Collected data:
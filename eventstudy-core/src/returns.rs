//! ReturnBuilder: daily simple stock returns inner-joined with the benchmark.
//!
//! `ret[i] = close[i] / close[i-1] - 1` over the date-sorted price table. The
//! first row has no prior observation and never reaches the output. A date
//! survives only if it has both a defined return and a market return.

use crate::config::PathResolver;
use crate::data::ingest::{factors_from_frame, prices_from_frame, read_table};
use crate::data::schema::TableSchema;
use crate::domain::{FactorRecord, PriceRecord, ReturnRecord};
use crate::error::{Artifact, PipelineError};
use chrono::NaiveDate;
use polars::prelude::DataFrame;
use std::collections::BTreeMap;

/// Stock return for one date before the benchmark join.
#[derive(Debug, Clone, Copy, PartialEq)]
pub struct DailyReturn {
    pub date: NaiveDate,
    /// `None` for the first row, after a missing close, or after a zero close.
    pub ret: Option<f64>,
}

/// Joined returns table, date ascending, no missing values.
#[derive(Debug, Clone, Default, PartialEq)]
pub struct ReturnTable {
    rows: Vec<ReturnRecord>,
}

impl ReturnTable {
    pub fn rows(&self) -> &[ReturnRecord] {
        &self.rows
    }

    pub fn len(&self) -> usize {
        self.rows.len()
    }

    pub fn is_empty(&self) -> bool {
        self.rows.is_empty()
    }

    pub fn dates(&self) -> Vec<NaiveDate> {
        self.rows.iter().map(|r| r.date).collect()
    }

    pub fn first_date(&self) -> Option<NaiveDate> {
        self.rows.first().map(|r| r.date)
    }

    pub fn last_date(&self) -> Option<NaiveDate> {
        self.rows.last().map(|r| r.date)
    }
}

/// Simple returns over prices sorted ascending by date.
///
/// Duplicate dates are rejected: the price table is keyed by trading day.
/// A missing close leaves its own return and the next one undefined (no
/// forward-fill).
pub fn simple_returns(prices: &[PriceRecord]) -> Result<Vec<DailyReturn>, PipelineError> {
    let mut sorted: Vec<&PriceRecord> = prices.iter().collect();
    sorted.sort_by_key(|p| p.date);

    if let Some(pair) = sorted.windows(2).find(|w| w[0].date == w[1].date) {
        return Err(PipelineError::malformed(
            Artifact::Prices,
            format!("duplicate date {}", pair[0].date),
        ));
    }

    let mut prev_close: Option<f64> = None;
    let returns = sorted
        .into_iter()
        .map(|p| {
            let ret = match (prev_close, p.close) {
                (Some(prev), Some(close)) if prev != 0.0 => Some(close / prev - 1.0),
                _ => None,
            };
            prev_close = p.close;
            DailyReturn { date: p.date, ret }
        })
        .collect();

    Ok(returns)
}

/// Inner-join stock returns with market returns on date, dropping any row
/// where either side is missing.
pub fn join_market(
    returns: &[DailyReturn],
    factors: &[FactorRecord],
) -> Result<ReturnTable, PipelineError> {
    let mut mkt_by_date: BTreeMap<NaiveDate, Option<f64>> = BTreeMap::new();
    for f in factors {
        if mkt_by_date.insert(f.date, f.mkt).is_some() {
            return Err(PipelineError::malformed(
                Artifact::Factors,
                format!("duplicate date {}", f.date),
            ));
        }
    }

    let mut rows: Vec<ReturnRecord> = returns
        .iter()
        .filter_map(|r| {
            let ret = r.ret?;
            let mkt = (*mkt_by_date.get(&r.date)?)?;
            Some(ReturnRecord {
                date: r.date,
                ret,
                mkt,
            })
        })
        .collect();
    rows.sort_by_key(|r| r.date);

    Ok(ReturnTable { rows })
}

/// Builds a ticker's returns table from its price artifact and the shared
/// factor table.
pub struct ReturnBuilder<'a> {
    resolver: &'a dyn PathResolver,
}

impl<'a> ReturnBuilder<'a> {
    pub fn new(resolver: &'a dyn PathResolver) -> Self {
        Self { resolver }
    }

    pub fn build_returns(&self, ticker: &str) -> Result<ReturnTable, PipelineError> {
        let prc_csv = self.resolver.artifacts(ticker).prc_csv;
        let prices = read_table(&prc_csv, &TableSchema::PRICES)?;
        let factors = read_table(&self.resolver.factors_csv(), &TableSchema::FACTORS)?;

        let table = Self::from_frames(&prices, &factors)?;
        tracing::info!(
            ticker,
            price_rows = prices.height(),
            factor_rows = factors.height(),
            rows = table.len(),
            "returns table built"
        );
        Ok(table)
    }

    /// Same as `build_returns` but over already-normalized frames.
    pub fn from_frames(
        prices: &DataFrame,
        factors: &DataFrame,
    ) -> Result<ReturnTable, PipelineError> {
        let prices = prices_from_frame(prices)?;
        let factors = factors_from_frame(factors)?;
        Self::from_records(&prices, &factors)
    }

    pub fn from_records(
        prices: &[PriceRecord],
        factors: &[FactorRecord],
    ) -> Result<ReturnTable, PipelineError> {
        let returns = simple_returns(prices)?;
        join_market(&returns, factors)
    }
}

#[cfg(test)]
mod tests {
    use super::*;
    use polars::prelude::*;

    fn date(s: &str) -> NaiveDate {
        NaiveDate::parse_from_str(s, "%Y-%m-%d").unwrap()
    }

    fn prices(closes: &[(&str, f64)]) -> Vec<PriceRecord> {
        closes
            .iter()
            .map(|(d, c)| PriceRecord::from_close(date(d), *c))
            .collect()
    }

    fn factors(mkts: &[(&str, f64)]) -> Vec<FactorRecord> {
        mkts.iter()
            .map(|(d, m)| FactorRecord {
                date: date(d),
                mkt: Some(*m),
            })
            .collect()
    }

    fn close_to(a: f64, b: f64) -> bool {
        (a - b).abs() < 1e-12
    }

    #[test]
    fn returns_from_closes() {
        let p = prices(&[("2024-01-02", 100.0), ("2024-01-03", 110.0), ("2024-01-04", 99.0)]);
        let rets = simple_returns(&p).unwrap();

        assert_eq!(rets.len(), 3);
        assert_eq!(rets[0].ret, None);
        assert!(close_to(rets[1].ret.unwrap(), 0.10));
        assert!(close_to(rets[2].ret.unwrap(), -0.10));
    }

    #[test]
    fn returns_sort_unordered_input() {
        let p = prices(&[("2024-01-04", 99.0), ("2024-01-02", 100.0), ("2024-01-03", 110.0)]);
        let rets = simple_returns(&p).unwrap();

        assert_eq!(rets[0].date, date("2024-01-02"));
        assert!(close_to(rets[2].ret.unwrap(), -0.10));
    }

    #[test]
    fn duplicate_price_date_is_malformed() {
        let p = prices(&[("2024-01-02", 100.0), ("2024-01-02", 101.0)]);
        assert!(matches!(
            simple_returns(&p),
            Err(PipelineError::MalformedInput { artifact: Artifact::Prices, .. })
        ));
    }

    #[test]
    fn missing_close_breaks_two_returns() {
        let mut p = prices(&[
            ("2024-01-02", 100.0),
            ("2024-01-03", 0.0),
            ("2024-01-04", 99.0),
            ("2024-01-05", 99.0),
        ]);
        p[1].close = None;
        let rets = simple_returns(&p).unwrap();

        assert_eq!(rets[1].ret, None);
        assert_eq!(rets[2].ret, None);
        assert_eq!(rets[3].ret, Some(0.0));
    }

    #[test]
    fn zero_previous_close_leaves_return_undefined() {
        let p = prices(&[("2024-01-02", 100.0), ("2024-01-03", 0.0), ("2024-01-04", 50.0)]);
        let rets = simple_returns(&p).unwrap();

        assert_eq!(rets[1].ret, Some(-1.0));
        assert_eq!(rets[2].ret, None);

        let f = factors(&[("2024-01-03", 0.1), ("2024-01-04", 0.2)]);
        let table = join_market(&rets, &f).unwrap();
        assert_eq!(table.dates(), vec![date("2024-01-03")]);
        assert!(table.rows().iter().all(|r| r.ret.is_finite()));
    }

    #[test]
    fn first_row_excluded_even_when_benchmark_covers_it() {
        let p = prices(&[("2024-01-02", 100.0), ("2024-01-03", 110.0), ("2024-01-04", 99.0)]);
        let f = factors(&[("2024-01-02", 0.5), ("2024-01-03", 0.1), ("2024-01-04", -0.2)]);
        let table = ReturnBuilder::from_records(&p, &f).unwrap();

        assert_eq!(table.dates(), vec![date("2024-01-03"), date("2024-01-04")]);
        assert!(close_to(table.rows()[0].ret, 0.10));
        assert_eq!(table.rows()[0].mkt, 0.1);
    }

    #[test]
    fn inner_join_keeps_common_dates_only() {
        // returns defined on D1..D3 (D0 is the undefined first row)
        let p = prices(&[
            ("2024-01-01", 100.0),
            ("2024-01-02", 101.0),
            ("2024-01-03", 102.0),
            ("2024-01-04", 103.0),
        ]);
        let f = factors(&[("2024-01-03", 0.1), ("2024-01-04", 0.2), ("2024-01-05", 0.3)]);
        let table = ReturnBuilder::from_records(&p, &f).unwrap();

        assert_eq!(table.dates(), vec![date("2024-01-03"), date("2024-01-04")]);
    }

    #[test]
    fn missing_market_value_is_dropped() {
        let p = prices(&[("2024-01-02", 100.0), ("2024-01-03", 110.0), ("2024-01-04", 99.0)]);
        let mut f = factors(&[("2024-01-03", 0.1), ("2024-01-04", 0.2)]);
        f[0].mkt = None;
        let table = ReturnBuilder::from_records(&p, &f).unwrap();

        assert_eq!(table.dates(), vec![date("2024-01-04")]);
    }

    #[test]
    fn duplicate_factor_date_is_malformed() {
        let p = prices(&[("2024-01-02", 100.0), ("2024-01-03", 110.0)]);
        let f = factors(&[("2024-01-03", 0.1), ("2024-01-03", 0.2)]);
        assert!(matches!(
            ReturnBuilder::from_records(&p, &f),
            Err(PipelineError::MalformedInput { artifact: Artifact::Factors, .. })
        ));
    }

    #[test]
    fn from_frames_normalized_columns() {
        let prices = TableSchema::PRICES
            .normalize(
                df!(
                    "Date" => &["2024-01-02", "2024-01-03"],
                    "Close" => &["100", "105"],
                )
                .unwrap(),
            )
            .unwrap();
        let factors = TableSchema::FACTORS
            .normalize(
                df!(
                    "Date" => &["2024-01-03"],
                    "mkt" => &["0.25"],
                )
                .unwrap(),
            )
            .unwrap();

        let table = ReturnBuilder::from_frames(&prices, &factors).unwrap();
        assert_eq!(table.len(), 1);
        assert!(close_to(table.rows()[0].ret, 0.05));
        assert_eq!(table.rows()[0].mkt, 0.25);
    }

    #[test]
    fn price_frame_without_close_is_malformed() {
        let prices = df!("date" => &["2024-01-02"], "open" => &["1"]).unwrap();
        let factors = df!("date" => &["2024-01-02"], "mkt" => &["0.1"]).unwrap();
        assert!(matches!(
            ReturnBuilder::from_frames(&prices, &factors),
            Err(PipelineError::MalformedInput { artifact: Artifact::Prices, .. })
        ));
    }
}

WHAT THE TASK ASKS: Using the entries above, give again exactly the lines from the line holding "ascending by date." through the line holding "sorted.sort_by_key(|p| p.date);". Include both end lines and nothing else.

ANSWER BOX:
/// Simple returns over prices sorted ascending by date.
///
/// Duplicate dates are rejected: the price table is keyed by trading day.
/// A missing close leaves its own return and the next one undefined (no
/// forward-fill).
pub fn simple_returns(prices: &[PriceRecord]) -> Result<Vec<DailyReturn>, PipelineError> {
    let mut sorted: Vec<&PriceRecord> = prices.iter().collect();
    sorted.sort_by_key(|p| p.date);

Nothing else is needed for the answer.